From the entries below, say how many lines carry the word "playground", and give nothing but the number.

(Stored data)
^^^^^^^^

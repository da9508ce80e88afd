//! Text buffer for the playground editor.
//!
//! Owns the source text plus a caret expressed as a pair of char offsets
//! `(start, end)` with `start <= end <= char length`. An empty selection has
//! `start == end`. The selection anchor is tracked separately from the moving
//! end so Shift-extended movement works in either direction; `selection()`
//! always returns the ordered pair.

/// The fixed four-space literal inserted for Tab.
pub const INDENT: &str = "    ";

/// Counts gutter rows for a text: newline segments, never less than one.
///
/// A trailing newline starts a new, currently-empty line that still gets a
/// gutter row, and the empty buffer has one editable line.
pub fn count_lines(text: &str) -> usize {
    text.split('\n').count()
}

/// Cursor movement commands.
#[derive(Debug, Clone, Copy, PartialEq, Eq)]
pub enum CursorMove {
    Up,
    Down,
    Forward,
    Back,
    Head,
    End,
    Top,
    Bottom,
}

/// Editable source buffer with a linear-offset caret.
#[derive(Debug, Clone, Default)]
pub struct EditBuffer {
    text: String,
    /// Fixed end of the selection, in chars.
    anchor: usize,
    /// Moving end of the selection (where the cursor blinks), in chars.
    cursor: usize,
}

impl EditBuffer {
    /// Creates a buffer seeded with the given text, caret at the start.
    pub fn from_text(text: &str) -> Self {
        Self {
            text: text.to_string(),
            anchor: 0,
            cursor: 0,
        }
    }

    /// Returns the full buffer text.
    pub fn text(&self) -> &str {
        &self.text
    }

    /// Returns the buffer length in chars.
    pub fn char_len(&self) -> usize {
        self.text.chars().count()
    }

    /// Returns the ordered selection `(start, end)` in char offsets.
    pub fn selection(&self) -> (usize, usize) {
        if self.anchor <= self.cursor {
            (self.anchor, self.cursor)
        } else {
            (self.cursor, self.anchor)
        }
    }

    /// Returns true if the selection is non-empty.
    pub fn has_selection(&self) -> bool {
        self.anchor != self.cursor
    }

    /// Returns the cursor position as `(row, col)` in char units.
    pub fn cursor_row_col(&self) -> (usize, usize) {
        self.offset_to_row_col(self.cursor)
    }

    /// Returns the number of lines (always >= 1).
    pub fn line_count(&self) -> usize {
        count_lines(&self.text)
    }

    /// Iterates over the buffer's lines, including a trailing empty one.
    pub fn lines(&self) -> impl Iterator<Item = &str> {
        self.text.split('\n')
    }

    /// Replaces the whole buffer and resets the caret to `(0, 0)`.
    ///
    /// Used when an example is selected.
    pub fn replace_all(&mut self, text: &str) {
        self.text = text.to_string();
        self.anchor = 0;
        self.cursor = 0;
    }

    /// Inserts text at the caret, replacing any selection; the caret
    /// collapses after the inserted text.
    pub fn insert_str(&mut self, insert: &str) {
        let (start, end) = self.selection();
        let start_byte = self.char_to_byte(start);
        let end_byte = self.char_to_byte(end);
        self.text.replace_range(start_byte..end_byte, insert);
        let caret = start + insert.chars().count();
        self.anchor = caret;
        self.cursor = caret;
    }

    /// Inserts a single character at the caret.
    pub fn insert_char(&mut self, ch: char) {
        let mut buf = [0u8; 4];
        self.insert_str(ch.encode_utf8(&mut buf));
    }

    /// Inserts a newline at the caret.
    pub fn insert_newline(&mut self) {
        self.insert_str("\n");
    }

    /// The Tab interception: inserts the fixed four-space indent.
    ///
    /// Any selection is deleted (not indented line by line) and the caret
    /// collapses to `end + 4 - (end - start)`, i.e. just after the indent.
    /// With no selection this is `end + 4`.
    pub fn insert_indent(&mut self) {
        let (start, end) = self.selection();
        let start_byte = self.char_to_byte(start);
        let end_byte = self.char_to_byte(end);
        let new_text = format!(
            "{}{}{}",
            &self.text[..start_byte],
            INDENT,
            &self.text[end_byte..]
        );
        self.text = new_text;
        let caret = end + INDENT.len() - (end - start);
        self.anchor = caret;
        self.cursor = caret;
    }

    /// Deletes the selection, or the char before the cursor (Backspace).
    pub fn delete_prev_char(&mut self) {
        if self.has_selection() {
            self.insert_str("");
            return;
        }
        if self.cursor == 0 {
            return;
        }
        let start_byte = self.char_to_byte(self.cursor - 1);
        let end_byte = self.char_to_byte(self.cursor);
        self.text.replace_range(start_byte..end_byte, "");
        self.cursor -= 1;
        self.anchor = self.cursor;
    }

    /// Deletes the selection, or the char at the cursor (Delete).
    pub fn delete_next_char(&mut self) {
        if self.has_selection() {
            self.insert_str("");
            return;
        }
        if self.cursor >= self.char_len() {
            return;
        }
        let start_byte = self.char_to_byte(self.cursor);
        let end_byte = self.char_to_byte(self.cursor + 1);
        self.text.replace_range(start_byte..end_byte, "");
    }

    /// Selects the whole buffer, cursor at the end.
    pub fn select_all(&mut self) {
        self.anchor = 0;
        self.cursor = self.char_len();
    }

    /// Moves the cursor. With `extend` the anchor stays put (Shift
    /// selection); otherwise the selection collapses.
    pub fn move_cursor(&mut self, movement: CursorMove, extend: bool) {
        // A plain horizontal move with an active selection collapses to the
        // selection edge instead of moving past it.
        if !extend && self.has_selection() {
            let (start, end) = self.selection();
            match movement {
                CursorMove::Back => {
                    self.anchor = start;
                    self.cursor = start;
                    return;
                }
                CursorMove::Forward => {
                    self.anchor = end;
                    self.cursor = end;
                    return;
                }
                _ => {}
            }
        }

        let (row, col) = self.offset_to_row_col(self.cursor);
        let target = match movement {
            CursorMove::Forward => (self.cursor + 1).min(self.char_len()),
            CursorMove::Back => self.cursor.saturating_sub(1),
            CursorMove::Up => {
                if row == 0 {
                    self.cursor
                } else {
                    self.row_col_to_offset(row - 1, col)
                }
            }
            CursorMove::Down => {
                if row + 1 >= self.line_count() {
                    self.cursor
                } else {
                    self.row_col_to_offset(row + 1, col)
                }
            }
            CursorMove::Head => self.row_col_to_offset(row, 0),
            CursorMove::End => self.row_col_to_offset(row, usize::MAX),
            CursorMove::Top => 0,
            CursorMove::Bottom => self.char_len(),
        };

        self.cursor = target;
        if !extend {
            self.anchor = target;
        }
    }

    /// Maps a char offset to `(row, col)`.
    pub fn offset_to_row_col(&self, offset: usize) -> (usize, usize) {
        let mut remaining = offset;
        for (row, line) in self.lines().enumerate() {
            let len = line.chars().count();
            if remaining <= len {
                return (row, remaining);
            }
            remaining -= len + 1; // +1 for the newline
        }
        let last = self.line_count() - 1;
        (last, self.lines().last().map_or(0, |l| l.chars().count()))
    }

    /// Maps `(row, col)` to a char offset, clamping col to the line length.
    pub fn row_col_to_offset(&self, row: usize, col: usize) -> usize {
        let mut offset = 0;
        for (i, line) in self.lines().enumerate() {
            let len = line.chars().count();
            if i == row {
                return offset + col.min(len);
            }
            offset += len + 1;
        }
        self.char_len()
    }

    fn char_to_byte(&self, offset: usize) -> usize {
        if offset == 0 {
            return 0;
        }
        self.text
            .char_indices()
            .nth(offset)
            .map_or(self.text.len(), |(i, _)| i)
    }
}
//! Headless core for the Aspen playground: configuration, the example
//! catalog, and the remote execution client.

pub mod config;
pub mod examples;
pub mod runner;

^^^^^^^^

- **Output of the task**
2